_Work item:_ Each entry below must be repeated word for word.

_ _ _ _

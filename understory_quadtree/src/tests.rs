// Copyright 2025 the Understory Authors
// SPDX-License-Identifier: Apache-2.0 OR MIT

//! Whole-tree checks against brute force, and read counts for pruning.

use alloc::vec::Vec;
use core::cell::Cell;

use rand::rngs::StdRng;
use rand::{Rng, SeedableRng};

use crate::{Boundary, Point, QuadTree};

/// A point that records whether its coordinates were ever looked at.
#[derive(Debug)]
struct Probe {
    id: usize,
    x: f64,
    y: f64,
    read: Cell<bool>,
}

impl Point for Probe {
    type Scalar = f64;

    fn x(&self) -> f64 {
        self.read.set(true);
        self.x
    }

    fn y(&self) -> f64 {
        self.read.set(true);
        self.y
    }
}

impl PartialEq for Probe {
    fn eq(&self, other: &Self) -> bool {
        self.read.set(true);
        other.read.set(true);
        self.id == other.id
    }
}

const WORLD: Boundary<f64> = Boundary::new(-100.0, -100.0, 100.0, 100.0);

fn probes(n: usize, seed: u64) -> Vec<Probe> {
    let mut rng = StdRng::seed_from_u64(seed);
    (0..n)
        .map(|id| Probe {
            id,
            x: rng.random_range(-100.0..100.0),
            y: rng.random_range(-100.0..100.0),
            read: Cell::new(false),
        })
        .collect()
}

fn build(probes: &[Probe]) -> QuadTree<&Probe> {
    let mut tree = QuadTree::new(4, WORLD).unwrap();
    for p in probes {
        tree.insert(p).unwrap();
    }
    reset(probes);
    tree
}

fn reset(probes: &[Probe]) {
    for p in probes {
        p.read.set(false);
    }
}

fn reads(probes: &[Probe]) -> usize {
    probes.iter().filter(|p| p.read.get()).count()
}

fn dist_sq(p: &Probe, x: f64, y: f64) -> f64 {
    let dx = p.x - x;
    let dy = p.y - y;
    dx * dx + dy * dy
}

/// Tree sizes paired with a radius that catches roughly twenty points.
const SIZES: [(usize, f64); 5] = [
    (5, 200.0),
    (100, 50.0),
    (1_000, 16.0),
    (10_000, 5.0),
    (100_000, 1.6),
];

#[test]
fn length_tracks_successful_mutations() {
    let mut rng = StdRng::seed_from_u64(7);
    let mut tree: QuadTree<(f64, f64)> = QuadTree::default();
    let mut model: Vec<(f64, f64)> = Vec::new();
    for step in 0..2_000 {
        let p = (
            f64::from(rng.random_range(-12_i8..12)),
            f64::from(rng.random_range(-12_i8..12)),
        );
        if rng.random_bool(0.6) {
            tree.insert(p).unwrap();
            model.push(p);
        } else {
            let pos = model.iter().position(|q| *q == p);
            assert_eq!(tree.remove(&p), pos.is_some(), "step {step}");
            if let Some(i) = pos {
                model.swap_remove(i);
            }
        }
        assert_eq!(tree.len(), model.len(), "step {step}");
    }
    assert_eq!(tree.iter().count(), model.len());
    for p in &model {
        assert!(tree.contains(p), "{p:?} should be contained");
    }
    tree.clear();
    assert_eq!(tree.len(), 0);
    assert_eq!(tree.iter().count(), 0);
}

#[test]
fn duplicates_insert_and_remove_cleanly() {
    let mut tree: QuadTree<(f64, f64)> = QuadTree::default();
    for _ in 0..100 {
        tree.insert((0.5, 0.5)).unwrap();
    }
    assert_eq!(tree.len(), 100);
    assert_eq!(tree.find_range(0.5, 0.5, 0.1).count(), 100);
    for _ in 0..100 {
        assert!(tree.remove(&(0.5, 0.5)));
    }
    assert!(!tree.remove(&(0.5, 0.5)));
    assert!(tree.is_empty());
}

#[test]
fn range_matches_brute_force() {
    let points = probes(2_000, 11);
    let tree = build(&points);
    let mut rng = StdRng::seed_from_u64(12);
    for _ in 0..50 {
        let x = rng.random_range(-120.0..120.0);
        let y = rng.random_range(-120.0..120.0);
        let r: f64 = rng.random_range(0.5..40.0);

        let mut found: Vec<usize> = tree.find_range(x, y, r).map(|p| p.id).collect();
        found.sort_unstable();
        let mut expected: Vec<usize> = points
            .iter()
            .filter(|p| dist_sq(p, x, y) < r * r)
            .map(|p| p.id)
            .collect();
        expected.sort_unstable();
        assert_eq!(found, expected, "query ({x}, {y}) radius {r}");

        let mut visited = Vec::new();
        tree.visit_range(x, y, r, |p| visited.push(p.id));
        visited.sort_unstable();
        assert_eq!(visited, expected);
    }
}

#[test]
fn nearest_matches_brute_force() {
    let points = probes(2_000, 21);
    let tree = build(&points);
    let mut rng = StdRng::seed_from_u64(22);
    for _ in 0..200 {
        let x = rng.random_range(-150.0..150.0);
        let y = rng.random_range(-150.0..150.0);
        let best = tree.find_nearest(x, y).unwrap();
        let expected = points
            .iter()
            .map(|p| dist_sq(p, x, y))
            .min_by(f64::total_cmp)
            .unwrap();
        assert_eq!(dist_sq(best, x, y), expected, "query ({x}, {y})");
    }
}

#[test]
fn range_reads_scale_with_result() {
    for (n, radius) in SIZES {
        let points = probes(n, n as u64);
        let tree = build(&points);
        let found = tree.find_range(5.0, 5.0, radius).count();
        let read = reads(&points);
        let log_n = n.ilog2() as usize;
        assert!(
            read <= 4 * (found + log_n) + 32,
            "n = {n}: read {read} points to find {found}"
        );
    }
}

#[test]
fn nearest_reads_stay_small() {
    for (n, _) in SIZES {
        let points = probes(n, n as u64 + 1);
        let tree = build(&points);
        for (x, y) in [(5.0, 5.0), (-73.2, 41.9), (99.0, -99.0)] {
            reset(&points);
            assert!(tree.find_nearest(x, y).is_some());
            let read = reads(&points);
            assert!(read <= 60, "n = {n}: read {read} points for ({x}, {y})");
        }
    }
}

#[test]
fn range_is_lazy() {
    let points = probes(10_000, 31);
    let tree = build(&points);
    let mut range = tree.find_range(0.0, 0.0, 1_000.0);
    assert!(range.next().is_some());
    assert!(reads(&points) <= 4, "first match reads a single bucket");
    assert_eq!(range.count(), 9_999);
    assert_eq!(reads(&points), 10_000);
}

#[test]
fn untouched_tree_reads_nothing() {
    let points = probes(1_000, 41);
    let tree = build(&points);
    assert_eq!(tree.find_range(0.0, 0.0, 0.0).count(), 0);
    assert_eq!(tree.find_range(500.0, 500.0, 10.0).count(), 0);
    assert_eq!(reads(&points), 0);
}

#[test]
fn single_precision_tree() {
    let mut tree: QuadTree<[f32; 2]> = QuadTree::default();
    for p in [[1.0, 1.0], [-3.5, 2.25], [11.0, -11.0]] {
        tree.insert(p).unwrap();
    }
    assert_eq!(tree.find_nearest(-3.0, 2.0), Some(&[-3.5, 2.25]));
    assert_eq!(tree.find_range(0.0, 0.0, 2.0).count(), 1);
}

#[cfg(feature = "kurbo")]
#[test]
fn kurbo_points() {
    use kurbo::Point as KPoint;

    let mut tree: QuadTree<KPoint> = QuadTree::default();
    tree.insert(KPoint::new(1.0, 2.0)).unwrap();
    tree.insert(KPoint::new(-4.0, 8.0)).unwrap();
    assert!(tree.contains(&KPoint::new(1.0, 2.0)));
    assert_eq!(tree.find_nearest(0.0, 0.0), Some(&KPoint::new(1.0, 2.0)));
}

_ _ _ _

_Output:_
filename understory_quadtree/src/tests.rs
// Copyright 2025 the Understory Authors
// SPDX-License-Identifier: Apache-2.0 OR MIT

//! Whole-tree checks against brute force, and read counts for pruning.

use alloc::vec::Vec;
use core::cell::Cell;

use rand::rngs::StdRng;
use rand::{Rng, SeedableRng};

use crate::{Boundary, Point, QuadTree};

/// A point that records whether its coordinates were ever looked at.
#[derive(Debug)]
struct Probe {
    id: usize,
    x: f64,
    y: f64,
    read: Cell<bool>,
}

impl Point for Probe {
    type Scalar = f64;

    fn x(&self) -> f64 {
        self.read.set(true);
        self.x
    }

    fn y(&self) -> f64 {
        self.read.set(true);
        self.y
    }
}

impl PartialEq for Probe {
    fn eq(&self, other: &Self) -> bool {
        self.read.set(true);
        other.read.set(true);
        self.id == other.id
    }
}

const WORLD: Boundary<f64> = Boundary::new(-100.0, -100.0, 100.0, 100.0);

fn probes(n: usize, seed: u64) -> Vec<Probe> {
    let mut rng = StdRng::seed_from_u64(seed);
    (0..n)
        .map(|id| Probe {
            id,
            x: rng.random_range(-100.0..100.0),
            y: rng.random_range(-100.0..100.0),
            read: Cell::new(false),
        })
        .collect()
}

fn build(probes: &[Probe]) -> QuadTree<&Probe> {
    let mut tree = QuadTree::new(4, WORLD).unwrap();
    for p in probes {
        tree.insert(p).unwrap();
    }
    reset(probes);
    tree
}

fn reset(probes: &[Probe]) {
    for p in probes {
        p.read.set(false);
    }
}

fn reads(probes: &[Probe]) -> usize {
    probes.iter().filter(|p| p.read.get()).count()
}

fn dist_sq(p: &Probe, x: f64, y: f64) -> f64 {
    let dx = p.x - x;
    let dy = p.y - y;
    dx * dx + dy * dy
}

/// Tree sizes paired with a radius that catches roughly twenty points.
const SIZES: [(usize, f64); 5] = [
    (5, 200.0),
    (100, 50.0),
    (1_000, 16.0),
    (10_000, 5.0),
    (100_000, 1.6),
];

#[test]
fn length_tracks_successful_mutations() {
    let mut rng = StdRng::seed_from_u64(7);
    let mut tree: QuadTree<(f64, f64)> = QuadTree::default();
    let mut model: Vec<(f64, f64)> = Vec::new();
    for step in 0..2_000 {
        let p = (
            f64::from(rng.random_range(-12_i8..12)),
            f64::from(rng.random_range(-12_i8..12)),
        );
        if rng.random_bool(0.6) {
            tree.insert(p).unwrap();
            model.push(p);
        } else {
            let pos = model.iter().position(|q| *q == p);
            assert_eq!(tree.remove(&p), pos.is_some(), "step {step}");
            if let Some(i) = pos {
                model.swap_remove(i);
            }
        }
        assert_eq!(tree.len(), model.len(), "step {step}");
    }
    assert_eq!(tree.iter().count(), model.len());
    for p in &model {
        assert!(tree.contains(p), "{p:?} should be contained");
    }
    tree.clear();
    assert_eq!(tree.len(), 0);
    assert_eq!(tree.iter().count(), 0);
}

#[test]
fn duplicates_insert_and_remove_cleanly() {
    let mut tree: QuadTree<(f64, f64)> = QuadTree::default();
    for _ in 0..100 {
        tree.insert((0.5, 0.5)).unwrap();
    }
    assert_eq!(tree.len(), 100);
    assert_eq!(tree.find_range(0.5, 0.5, 0.1).count(), 100);
    for _ in 0..100 {
        assert!(tree.remove(&(0.5, 0.5)));
    }
    assert!(!tree.remove(&(0.5, 0.5)));
    assert!(tree.is_empty());
}

#[test]
fn range_matches_brute_force() {
    let points = probes(2_000, 11);
    let tree = build(&points);
    let mut rng = StdRng::seed_from_u64(12);
    for _ in 0..50 {
        let x = rng.random_range(-120.0..120.0);
        let y = rng.random_range(-120.0..120.0);
        let r: f64 = rng.random_range(0.5..40.0);

        let mut found: Vec<usize> = tree.find_range(x, y, r).map(|p| p.id).collect();
        found.sort_unstable();
        let mut expected: Vec<usize> = points
            .iter()
            .filter(|p| dist_sq(p, x, y) < r * r)
            .map(|p| p.id)
            .collect();
        expected.sort_unstable();
        assert_eq!(found, expected, "query ({x}, {y}) radius {r}");

        let mut visited = Vec::new();
        tree.visit_range(x, y, r, |p| visited.push(p.id));
        visited.sort_unstable();
        assert_eq!(visited, expected);
    }
}

#[test]
fn nearest_matches_brute_force() {
    let points = probes(2_000, 21);
    let tree = build(&points);
    let mut rng = StdRng::seed_from_u64(22);
    for _ in 0..200 {
        let x = rng.random_range(-150.0..150.0);
        let y = rng.random_range(-150.0..150.0);
        let best = tree.find_nearest(x, y).unwrap();
        let expected = points
            .iter()
            .map(|p| dist_sq(p, x, y))
            .min_by(f64::total_cmp)
            .unwrap();
        assert_eq!(dist_sq(best, x, y), expected, "query ({x}, {y})");
    }
}

#[test]
fn range_reads_scale_with_result() {
    for (n, radius) in SIZES {
        let points = probes(n, n as u64);
        let tree = build(&points);
        let found = tree.find_range(5.0, 5.0, radius).count();
        let read = reads(&points);
        let log_n = n.ilog2() as usize;
        assert!(
            read <= 4 * (found + log_n) + 32,
            "n = {n}: read {read} points to find {found}"
        );
    }
}

#[test]
fn nearest_reads_stay_small() {
    for (n, _) in SIZES {
        let points = probes(n, n as u64 + 1);
        let tree = build(&points);
        for (x, y) in [(5.0, 5.0), (-73.2, 41.9), (99.0, -99.0)] {
            reset(&points);
            assert!(tree.find_nearest(x, y).is_some());
            let read = reads(&points);
            assert!(read <= 60, "n = {n}: read {read} points for ({x}, {y})");
        }
    }
}

#[test]
fn range_is_lazy() {
    let points = probes(10_000, 31);
    let tree = build(&points);
    let mut range = tree.find_range(0.0, 0.0, 1_000.0);
    assert!(range.next().is_some());
    assert!(reads(&points) <= 4, "first match reads a single bucket");
    assert_eq!(range.count(), 9_999);
    assert_eq!(reads(&points), 10_000);
}

#[test]
fn untouched_tree_reads_nothing() {
    let points = probes(1_000, 41);
    let tree = build(&points);
    assert_eq!(tree.find_range(0.0, 0.0, 0.0).count(), 0);
    assert_eq!(tree.find_range(500.0, 500.0, 10.0).count(), 0);
    assert_eq!(reads(&points), 0);
}

#[test]
fn single_precision_tree() {
    let mut tree: QuadTree<[f32; 2]> = QuadTree::default();
    for p in [[1.0, 1.0], [-3.5, 2.25], [11.0, -11.0]] {
        tree.insert(p).unwrap();
    }
    assert_eq!(tree.find_nearest(-3.0, 2.0), Some(&[-3.5, 2.25]));
    assert_eq!(tree.find_range(0.0, 0.0, 2.0).count(), 1);
}

#[cfg(feature = "kurbo")]
#[test]
fn kurbo_points() {
    use kurbo::Point as KPoint;

    let mut tree: QuadTree<KPoint> = QuadTree::default();
    tree.insert(KPoint::new(1.0, 2.0)).unwrap();
    tree.insert(KPoint::new(-4.0, 8.0)).unwrap();
    assert!(tree.contains(&KPoint::new(1.0, 2.0)));
    assert_eq!(tree.find_nearest(0.0, 0.0), Some(&KPoint::new(1.0, 2.0)));
}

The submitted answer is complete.